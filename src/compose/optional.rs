/// Compose two synchronous stages returning [Option].
///
/// The composite behaves like `g(f(x))`, except that if `f` returns [None] then so does the
/// composite, and `g` is not called.
pub fn compose_optional<InputT, IntermediateT, OutputT, FirstT, SecondT>(
    first: FirstT,
    second: SecondT,
) -> impl Fn(InputT) -> Option<OutputT>
where
    FirstT: Fn(InputT) -> Option<IntermediateT>,
    SecondT: Fn(IntermediateT) -> Option<OutputT>,
{
    move |input| first(input).and_then(&second)
}
use std::sync::*;

/// Completion callback for [compose_callback] stages.
pub type Completion<ValueT> = Box<dyn FnOnce(Option<ValueT>) + Send>;

/// Compose two callback-based stages.
///
/// The composite calls `first` with the input. If `first` completes with [None] then so does the
/// composite, and `second` is not called. Otherwise `second` is called with the value and its
/// completion is forwarded as is.
///
/// If a stage never completes then neither does the composite.
pub fn compose_callback<InputT, IntermediateT, OutputT, FirstT, SecondT>(
    first: FirstT,
    second: SecondT,
) -> impl Fn(InputT, Completion<OutputT>) + 'static + Send + Sync
where
    InputT: 'static,
    IntermediateT: 'static,
    OutputT: 'static,
    FirstT: 'static + Fn(InputT, Completion<IntermediateT>) + Send + Sync,
    SecondT: 'static + Fn(IntermediateT, Completion<OutputT>) + Send + Sync,
{
    let second = Arc::new(second);
    move |input, completion| {
        let second = second.clone();
        first(
            input,
            Box::new(move |intermediate| match intermediate {
                Some(intermediate) => second(intermediate, completion),
                None => completion(None),
            }),
        )
    }
}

_____

Exercise prompt →
From the entries above, print the lines beginning at the one with "use std::sync::*;" and stopping after the one with "does the composite.", exactly as written and with nothing else.

Task answer →
use std::sync::*;

/// Completion callback for [compose_callback] stages.
pub type Completion<ValueT> = Box<dyn FnOnce(Option<ValueT>) + Send>;

/// Compose two callback-based stages.
///
/// The composite calls `first` with the input. If `first` completes with [None] then so does the
/// composite, and `second` is not called. Otherwise `second` is called with the value and its
/// completion is forwarded as is.
///
/// If a stage never completes then neither does the composite.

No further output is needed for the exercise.